Sunday, March 4, 2012

Martin Dressler: The Tale of an American Dreamer

I may never have come across Steven Millhauser's books if it weren't for seeing his name on the list of Pulitzer Prize winners for Fiction, but apparently he is very much an established author.  Having been in the mood for that turn-of-the-century vibe lately, it didn't take much convincing for this book to jump off my shelf and become my next must-read (besides, I needed to get a Pulitzer read, and I love multi-tasking).

Millhauser has a very different style of story-telling, and it was quite intriguing throughout the first half of the book.  Martin's opinions about life are brought to light early on, beginning with the ways he goes about improving business at his father's cigar shop and continuing when he tells an employee "You're any kind of man you damn well want to make yourself."  He doesn't have an end goal for his life, like many entrepreneurs; there isn't one single accomplishment that will satisfy the yearning to get more out of life than it wants to give.

Not solely gifted with drive and ambition, there were certain things that Martin understood about people.  When it came to improvements at the hotel he was working in, he knew that "People needed to be assured that they weren't missing the latest improvements, while at the same time they wanted to be told that nothing ever changed." Conversely, there were things about his own life that he did not see clearly at all.  After he moves from his parents house, they are out of the picture.  When women enter his life, they are seen vaguely, as if part of a dream.  Even in his business projects, there is a certain mystery to his decisions; he is taken by his whims more often than not.
Martin knew that what attracted him wasn't the actual lunchroom, for he had no passion for lunchrooms, no special fondness for them, in a sense no interest in them; his passion was for working things out, bringing things together, arranging the unarrangeable, making combinations.
For all that this book is about one single person, we see his life at a distance--held away from forming a personal connection that would enable us to sympathize with his plight and rejoice in his success. By the second half of the book I was beginning to become bored.  The story becomes bogged down with his building projects to some extent.  As the ending spiraled into a deeper sort of magical realism, I simply didn't care anymore. Which is sad, because Martin Dressler's world was vivid, and his aspirations provided a fascinating peek into the entrepreneurial mind.

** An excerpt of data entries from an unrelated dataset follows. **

#[cfg(test)]
mod tests {
    use super::*;
    use crate::operator::results::DuplicateMode;
    use crate::plan::{DuplicateHandling, OrderBy, SubQuery};
    use crate::storage::{Database, MemoryDatabase, Triple};
    use crate::runtime::{TableFunctionError, TableFunctionHandler};

    const SPO: DataOrder = DataOrder::SubjectPredicateObject;
    const PSO: DataOrder = DataOrder::PredicateSubjectObject;
    const POS: DataOrder = DataOrder::PredicateObjectSubject;

    struct Fixture {
        db: Arc<MemoryDatabase>,
        knows: u32,
        name: u32,
        people: Vec<u32>,
        names: Vec<u32>,
    }

    /// alice knows bob and carol, bob knows carol; everyone but carol has a name
    fn fixture() -> Fixture {
        let db = Arc::new(MemoryDatabase::new());
        let knows = db.uri("http://example.org/knows");
        let name = db.uri("http://example.org/name");
        let people: Vec<u32> = ["alice", "bob", "carol"]
            .iter()
            .map(|p| db.uri(&format!("http://example.org/{}", p)))
            .collect();
        let names: Vec<u32> = ["Alice", "Bob"].iter().map(|n| db.literal(n)).collect();
        db.insert_triples(&[
            Triple::new(people[0], knows, people[1]),
            Triple::new(people[0], knows, people[2]),
            Triple::new(people[1], knows, people[2]),
            Triple::new(people[0], name, names[0]),
            Triple::new(people[1], name, names[1]),
        ]);
        Fixture {
            db,
            knows,
            name,
            people,
            names,
        }
    }

    fn var(v: VariableId) -> PatternSlot {
        PatternSlot::Variable(v)
    }

    fn constant(id: u32) -> PatternSlot {
        PatternSlot::Constant(id)
    }

    fn run(db: &Arc<MemoryDatabase>, query: &QueryGraph, plan: Option<&Plan>) -> Vec<(Vec<Option<u32>>, u32)> {
        let mut runtime = Runtime::new(db.clone() as Arc<dyn Database>);
        let mut root = CodeGen::try_translate(&mut runtime, query, plan).unwrap();
        root.first();
        let mut rows: Vec<_> = root
            .take_result()
            .rows
            .into_iter()
            .map(|r| (r.values, r.count))
            .collect();
        rows.sort();
        rows
    }

    /// ?a knows ?b . ?b name ?n
    fn knows_and_name(f: &Fixture) -> QueryGraph {
        let mut query = QueryGraph::new(
            SubQuery::new()
                .with_node(Node::new(var(0), constant(f.knows), var(1)))
                .with_node(Node::new(var(1), constant(f.name), var(2))),
        );
        query.add_projection(0);
        query.add_projection(2);
        query
    }

    #[test]
    fn test_join_algorithms_agree() {
        let f = fixture();
        let query = knows_and_name(&f);
        let knows = || Plan::index_scan(POS, 0, 3.0);
        let names = || Plan::index_scan(PSO, 1, 2.0);

        let expected = vec![(vec![Some(f.people[0]), Some(f.names[1])], 1)];
        let plans = [
            Plan::hash_join(knows(), names(), 1.0),
            Plan::hash_join(names(), knows(), 1.0),
            Plan::merge_join(knows(), names(), 1, 1.0),
            Plan::nested_loop_join(knows(), names(), 1.0),
        ];
        for plan in &plans {
            assert_eq!(run(&f.db, &query, Some(plan)), expected, "{}", plan);
        }
    }

    #[test]
    fn test_optional_keeps_unmatched_rows() {
        let f = fixture();
        let mut query = knows_and_name(&f);
        query.query_mut().nodes.pop();
        query
            .query_mut()
            .optional
            .push(SubQuery::new().with_node(Node::new(var(1), constant(f.name), var(2))));
        query.add_projection(1);

        let plan = Plan::hash_optional(
            Plan::index_scan(PSO, 0, 3.0),
            Plan::index_scan(PSO, 1, 2.0),
            3.0,
        );
        let (alice, bob, carol) = (f.people[0], f.people[1], f.people[2]);
        assert_eq!(
            run(&f.db, &query, Some(&plan)),
            vec![
                (vec![Some(alice), None, Some(carol)], 1),
                (vec![Some(alice), Some(f.names[1]), Some(bob)], 1),
                (vec![Some(bob), None, Some(carol)], 1),
            ]
        );
    }

    #[test]
    fn test_filter_forms() {
        let f = fixture();
        let mut query = QueryGraph::new(
            SubQuery::new().with_node(Node::new(var(0), constant(f.knows), var(1))),
        );
        query.add_projection(0);
        let scan = || Plan::index_scan(SPO, 0, 3.0);

        let carol = FilterExpr::iri(Some(f.people[2]), "http://example.org/carol");
        let eq = Plan::filter(scan(), FilterExpr::equal(FilterExpr::variable(1), carol.clone()), 2.0);
        assert_eq!(run(&f.db, &query, Some(&eq)).len(), 2);

        let ne = Plan::filter(scan(), FilterExpr::not_equal(carol, FilterExpr::variable(1)), 1.0);
        assert_eq!(
            run(&f.db, &query, Some(&ne)),
            vec![(vec![Some(f.people[0])], 1)]
        );

        // unknown constants match nothing
        let unknown = FilterExpr::iri(None, "http://example.org/nobody");
        let none = Plan::filter(scan(), FilterExpr::equal(FilterExpr::variable(1), unknown), 0.0);
        assert!(run(&f.db, &query, Some(&none)).is_empty());

        // generic predicate: ?a != ?b holds everywhere
        let generic = Plan::filter(
            scan(),
            FilterExpr::not_equal(FilterExpr::variable(0), FilterExpr::variable(1)),
            3.0,
        );
        assert_eq!(run(&f.db, &query, Some(&generic)).len(), 3);
    }

    #[test]
    fn test_union_fills_missing_bindings_with_null() {
        let f = fixture();
        let branch1 = SubQuery::new().with_node(Node::new(var(0), constant(f.knows), constant(f.people[1])));
        let branch2 = SubQuery::new().with_node(Node::new(var(0), constant(f.name), var(1)));
        let mut query = QueryGraph::new(SubQuery::new().with_union(vec![branch1, branch2]));
        query.add_projection(0);
        query.add_projection(1);

        let plan = Plan::union(vec![Plan::index_scan(POS, 0, 1.0), Plan::index_scan(PSO, 1, 2.0)]);
        let (alice, bob) = (f.people[0], f.people[1]);
        assert_eq!(
            run(&f.db, &query, Some(&plan)),
            vec![
                (vec![Some(alice), None], 1),
                (vec![Some(alice), Some(f.names[0])], 1),
                (vec![Some(bob), Some(f.names[1])], 1),
            ]
        );
    }

    #[test]
    fn test_aggregated_scan_and_count() {
        let f = fixture();
        let mut query = QueryGraph::new(
            SubQuery::new().with_node(Node::new(var(0), constant(f.knows), var(1))),
        );
        query.add_projection(0);
        query.set_duplicate_handling(DuplicateHandling::Count);
        let plan = Plan::aggregated_index_scan(PSO, 0, 2.0);
        assert_eq!(
            run(&f.db, &query, Some(&plan)),
            vec![(vec![Some(f.people[0])], 2), (vec![Some(f.people[1])], 1)]
        );
    }

    #[test]
    fn test_order_by_descending() {
        let f = fixture();
        let mut query = QueryGraph::new(
            SubQuery::new().with_node(Node::new(var(0), constant(f.name), var(1))),
        );
        query.add_projection(1);
        query.add_order(OrderBy {
            variable: Some(1),
            descending: true,
        });
        let mut runtime = Runtime::new(f.db.clone() as Arc<dyn Database>);
        let plan = Plan::index_scan(PSO, 0, 2.0);
        let mut root = CodeGen::translate(&mut runtime, &query, Some(&plan));
        root.first();
        let result = root.take_result();
        assert_eq!(result.columns, vec!["?1".to_string()]);
        assert_eq!(result.render(&runtime.dictionary()), vec!["Bob", "Alice"]);
    }

    #[test]
    fn test_repeated_variable_in_pattern() {
        let f = fixture();
        f.db.insert_triples(&[Triple::new(f.people[2], f.knows, f.people[2])]);
        let mut query = QueryGraph::new(
            SubQuery::new().with_node(Node::new(var(0), constant(f.knows), var(0))),
        );
        query.add_projection(0);
        let plan = Plan::index_scan(PSO, 0, 1.0);
        assert_eq!(
            run(&f.db, &query, Some(&plan)),
            vec![(vec![Some(f.people[2])], 1)]
        );
    }

    #[test]
    fn test_semantic_errors_yield_empty_results() {
        let f = fixture();
        let query = knows_and_name(&f);
        let mut runtime = Runtime::new(f.db.clone() as Arc<dyn Database>);

        let plan = Plan::merge_join(Plan::index_scan(POS, 0, 3.0), Plan::index_scan(PSO, 1, 2.0), 7, 1.0);
        assert!(matches!(
            CodeGen::try_translate(&mut runtime, &query, Some(&plan)),
            Err(TranslationError::MissingJoinVariable(_))
        ));
        let mut root = CodeGen::translate(&mut runtime, &query, Some(&plan));
        assert_eq!(root.first(), 1);
        let result = root.take_result();
        assert!(result.is_empty());
        assert_eq!(result.columns.len(), 2);

        let unknown = Plan::index_scan(SPO, 9, 1.0);
        assert_eq!(
            CodeGen::try_translate(&mut runtime, &query, Some(&unknown)).err(),
            Some(TranslationError::UnknownNode(9))
        );
    }

    #[test]
    fn test_known_empty_and_missing_plan() {
        let f = fixture();
        let mut query = knows_and_name(&f);
        assert_eq!(run(&f.db, &query, None), vec![(vec![None, None], 1)]);
        query.mark_known_empty();
        assert!(run(&f.db, &query, Some(&Plan::index_scan(SPO, 0, 1.0))).is_empty());
    }

    struct Upper;

    impl TableFunctionHandler for Upper {
        fn call(
            &self,
            _name: &str,
            arguments: &[String],
            _output_width: usize,
        ) -> Result<Vec<Vec<String>>, TableFunctionError> {
            Ok(vec![vec![arguments[0].to_uppercase()]])
        }
    }

    #[test]
    fn test_table_function() {
        let f = fixture();
        let shout = f.db.literal("ALICE");
        let call = TableFunctionCall {
            name: "upper".into(),
            input: vec![TableFunctionArgument::Variable(1)],
            output: vec![2],
        };
        let mut query = QueryGraph::new(
            SubQuery::new()
                .with_node(Node::new(constant(f.people[0]), constant(f.name), var(1)))
                .with_table_function(call.clone()),
        );
        query.add_projection(2);

        let plan = Plan::table_function(Plan::index_scan(SPO, 0, 1.0), 0, 1.0);
        let mut runtime = Runtime::new(f.db.clone() as Arc<dyn Database>)
            .with_table_functions(Arc::new(Upper) as Arc<dyn TableFunctionHandler>);
        let mut root = CodeGen::try_translate(&mut runtime, &query, Some(&plan)).unwrap();
        root.first();
        let result = root.take_result();
        assert_eq!(result.rows[0].values, vec![Some(shout)]);
        assert_eq!(result.mode, DuplicateMode::Expand);

        // the argument is bound by nothing
        let unbound = Plan::table_function(Plan::singleton(), 0, 1.0);
        assert_eq!(
            CodeGen::try_translate(&mut runtime, &query, Some(&unbound)).err(),
            Some(TranslationError::UnboundArgument {
                function: "upper".into(),
                variable: 1
            })
        );

        // same function, different widths
        let mut inconsistent = query.clone();
        inconsistent.query_mut().table_functions.push(TableFunctionCall {
            output: vec![3, 4],
            ..call
        });
        assert!(matches!(
            CodeGen::try_translate(&mut runtime, &inconsistent, Some(&plan)),
            Err(TranslationError::ArityMismatch(_))
        ));
    }
}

Whether you leave the book with the firm opinion that chasing your dreams is an empty pursuit or with the conviction that it takes all kinds of people to make the world go round, you won't regret having experienced the burgeoning city and the endless possibilities alongside Martin Dressler.  If nothing else, you should open it up just to find the 4-page sentence. (no joke.  it was quite noticeable since most of the book had pretty short chapters a moved along nicely.)  My desire for turn-of-the-century cities hasn't been completely satiated, however, so I'm hoping to get to another Pulitzer soon that may help in that department: the winner from 1925, So Big by Edna Ferber.  Should be an interesting comparison, no?